» **YOUR TASK**: Return the data. Every word must match.

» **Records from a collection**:
//! Serialization helpers
//!
//! JSON artifacts (event logs, tallies, exported circuit inputs) render
//! field elements as canonical decimal strings, the convention circuit
//! tooling expects. Parsing is strict: a value at or above the field
//! modulus is an encoding error, never silently reduced.

use std::str::FromStr;

use ark_ff::{BigInteger, PrimeField};
use num_bigint::BigUint;
use serde::de::Error as DeError;
use serde::{Deserialize, Deserializer, Serialize, Serializer};

use crate::errors::{DomainError, DomainResult};
use crate::keys::PubKey;
use crate::message::{Message, MESSAGE_LENGTH};
use crate::state_leaf::StateLeaf;
use crate::Field;
use sotto_curve::Point;

/// Render a field element as a canonical decimal string
pub fn field_to_decimal(value: &Field) -> String {
    BigUint::from_bytes_le(&value.into_bigint().to_bytes_le()).to_string()
}

/// Parse a canonical decimal string into a field element
pub fn field_from_decimal(input: &str) -> DomainResult<Field> {
    let value = BigUint::from_str(input)
        .map_err(|_| DomainError::EncodingOverflow(format!("not a decimal integer: {:?}", input)))?;

    let modulus = BigUint::from_bytes_le(&Field::MODULUS.to_bytes_le());
    if value >= modulus {
        return Err(DomainError::EncodingOverflow(
            "value is not below the field modulus".into(),
        ));
    }

    Ok(Field::from_le_bytes_mod_order(&value.to_bytes_le()))
}

/// Serde adapter for a single field element, e.g.
/// `#[serde(with = "sotto_domain::ser::field_str")]`
pub mod field_str {
    use super::*;

    pub fn serialize<S: Serializer>(value: &Field, serializer: S) -> Result<S::Ok, S::Error> {
        serializer.serialize_str(&field_to_decimal(value))
    }

    pub fn deserialize<'de, D: Deserializer<'de>>(deserializer: D) -> Result<Field, D::Error> {
        let text = String::deserialize(deserializer)?;
        field_from_decimal(&text).map_err(D::Error::custom)
    }
}

#[derive(Serialize, Deserialize)]
struct PubKeyRepr {
    x: String,
    y: String,
}

impl Serialize for PubKey {
    fn serialize<S: Serializer>(&self, serializer: S) -> Result<S::Ok, S::Error> {
        PubKeyRepr {
            x: field_to_decimal(&self.0.x),
            y: field_to_decimal(&self.0.y),
        }
        .serialize(serializer)
    }
}

impl<'de> Deserialize<'de> for PubKey {
    fn deserialize<D: Deserializer<'de>>(deserializer: D) -> Result<Self, D::Error> {
        let repr = PubKeyRepr::deserialize(deserializer)?;
        let x = field_from_decimal(&repr.x).map_err(D::Error::custom)?;
        let y = field_from_decimal(&repr.y).map_err(D::Error::custom)?;
        Ok(PubKey::from_point(Point::new(x, y)))
    }
}

#[derive(Serialize, Deserialize)]
struct StateLeafRepr {
    pub_key: PubKey,
    voice_credit_balance: u64,
    vote_option_tree_root: String,
    nonce: u64,
}

impl Serialize for StateLeaf {
    fn serialize<S: Serializer>(&self, serializer: S) -> Result<S::Ok, S::Error> {
        StateLeafRepr {
            pub_key: self.pub_key,
            voice_credit_balance: self.voice_credit_balance,
            vote_option_tree_root: field_to_decimal(&self.vote_option_tree_root),
            nonce: self.nonce,
        }
        .serialize(serializer)
    }
}

impl<'de> Deserialize<'de> for StateLeaf {
    fn deserialize<D: Deserializer<'de>>(deserializer: D) -> Result<Self, D::Error> {
        let repr = StateLeafRepr::deserialize(deserializer)?;
        Ok(StateLeaf {
            pub_key: repr.pub_key,
            voice_credit_balance: repr.voice_credit_balance,
            vote_option_tree_root: field_from_decimal(&repr.vote_option_tree_root)
                .map_err(D::Error::custom)?,
            nonce: repr.nonce,
        })
    }
}

impl Serialize for Message {
    fn serialize<S: Serializer>(&self, serializer: S) -> Result<S::Ok, S::Error> {
        let words: Vec<String> = self.words.iter().map(field_to_decimal).collect();
        words.serialize(serializer)
    }
}

impl<'de> Deserialize<'de> for Message {
    fn deserialize<D: Deserializer<'de>>(deserializer: D) -> Result<Self, D::Error> {
        let texts = Vec::<String>::deserialize(deserializer)?;
        if texts.len() != MESSAGE_LENGTH {
            return Err(D::Error::custom(format!(
                "expected {} ciphertext words, got {}",
                MESSAGE_LENGTH,
                texts.len()
            )));
        }

        let mut words = [Field::from(0u64); MESSAGE_LENGTH];
        for (word, text) in words.iter_mut().zip(&texts) {
            *word = field_from_decimal(text).map_err(D::Error::custom)?;
        }
        Ok(Message::from_words(words))
    }
}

» **OUTPUT OF THE EXERCISE**:
//! Serialization helpers
//!
//! JSON artifacts (event logs, tallies, exported circuit inputs) render
//! field elements as canonical decimal strings, the convention circuit
//! tooling expects. Parsing is strict: a value at or above the field
//! modulus is an encoding error, never silently reduced.

use std::str::FromStr;

use ark_ff::{BigInteger, PrimeField};
use num_bigint::BigUint;
use serde::de::Error as DeError;
use serde::{Deserialize, Deserializer, Serialize, Serializer};

use crate::errors::{DomainError, DomainResult};
use crate::keys::PubKey;
use crate::message::{Message, MESSAGE_LENGTH};
use crate::state_leaf::StateLeaf;
use crate::Field;
use sotto_curve::Point;

/// Render a field element as a canonical decimal string
pub fn field_to_decimal(value: &Field) -> String {
    BigUint::from_bytes_le(&value.into_bigint().to_bytes_le()).to_string()
}

/// Parse a canonical decimal string into a field element
pub fn field_from_decimal(input: &str) -> DomainResult<Field> {
    let value = BigUint::from_str(input)
        .map_err(|_| DomainError::EncodingOverflow(format!("not a decimal integer: {:?}", input)))?;

    let modulus = BigUint::from_bytes_le(&Field::MODULUS.to_bytes_le());
    if value >= modulus {
        return Err(DomainError::EncodingOverflow(
            "value is not below the field modulus".into(),
        ));
    }

    Ok(Field::from_le_bytes_mod_order(&value.to_bytes_le()))
}

/// Serde adapter for a single field element, e.g.
/// `#[serde(with = "sotto_domain::ser::field_str")]`
pub mod field_str {
    use super::*;

    pub fn serialize<S: Serializer>(value: &Field, serializer: S) -> Result<S::Ok, S::Error> {
        serializer.serialize_str(&field_to_decimal(value))
    }

    pub fn deserialize<'de, D: Deserializer<'de>>(deserializer: D) -> Result<Field, D::Error> {
        let text = String::deserialize(deserializer)?;
        field_from_decimal(&text).map_err(D::Error::custom)
    }
}

#[derive(Serialize, Deserialize)]
struct PubKeyRepr {
    x: String,
    y: String,
}

impl Serialize for PubKey {
    fn serialize<S: Serializer>(&self, serializer: S) -> Result<S::Ok, S::Error> {
        PubKeyRepr {
            x: field_to_decimal(&self.0.x),
            y: field_to_decimal(&self.0.y),
        }
        .serialize(serializer)
    }
}

impl<'de> Deserialize<'de> for PubKey {
    fn deserialize<D: Deserializer<'de>>(deserializer: D) -> Result<Self, D::Error> {
        let repr = PubKeyRepr::deserialize(deserializer)?;
        let x = field_from_decimal(&repr.x).map_err(D::Error::custom)?;
        let y = field_from_decimal(&repr.y).map_err(D::Error::custom)?;
        Ok(PubKey::from_point(Point::new(x, y)))
    }
}

#[derive(Serialize, Deserialize)]
struct StateLeafRepr {
    pub_key: PubKey,
    voice_credit_balance: u64,
    vote_option_tree_root: String,
    nonce: u64,
}

impl Serialize for StateLeaf {
    fn serialize<S: Serializer>(&self, serializer: S) -> Result<S::Ok, S::Error> {
        StateLeafRepr {
            pub_key: self.pub_key,
            voice_credit_balance: self.voice_credit_balance,
            vote_option_tree_root: field_to_decimal(&self.vote_option_tree_root),
            nonce: self.nonce,
        }
        .serialize(serializer)
    }
}

impl<'de> Deserialize<'de> for StateLeaf {
    fn deserialize<D: Deserializer<'de>>(deserializer: D) -> Result<Self, D::Error> {
        let repr = StateLeafRepr::deserialize(deserializer)?;
        Ok(StateLeaf {
            pub_key: repr.pub_key,
            voice_credit_balance: repr.voice_credit_balance,
            vote_option_tree_root: field_from_decimal(&repr.vote_option_tree_root)
                .map_err(D::Error::custom)?,
            nonce: repr.nonce,
        })
    }
}

impl Serialize for Message {
    fn serialize<S: Serializer>(&self, serializer: S) -> Result<S::Ok, S::Error> {
        let words: Vec<String> = self.words.iter().map(field_to_decimal).collect();
        words.serialize(serializer)
    }
}

impl<'de> Deserialize<'de> for Message {
    fn deserialize<D: Deserializer<'de>>(deserializer: D) -> Result<Self, D::Error> {
        let texts = Vec::<String>::deserialize(deserializer)?;
        if texts.len() != MESSAGE_LENGTH {
            return Err(D::Error::custom(format!(
                "expected {} ciphertext words, got {}",
                MESSAGE_LENGTH,
                texts.len()
            )));
        }

        let mut words = [Field::from(0u64); MESSAGE_LENGTH];
        for (word, text) in words.iter_mut().zip(&texts) {
            *word = field_from_decimal(text).map_err(D::Error::custom)?;
        }
        Ok(Message::from_words(words))
    }
}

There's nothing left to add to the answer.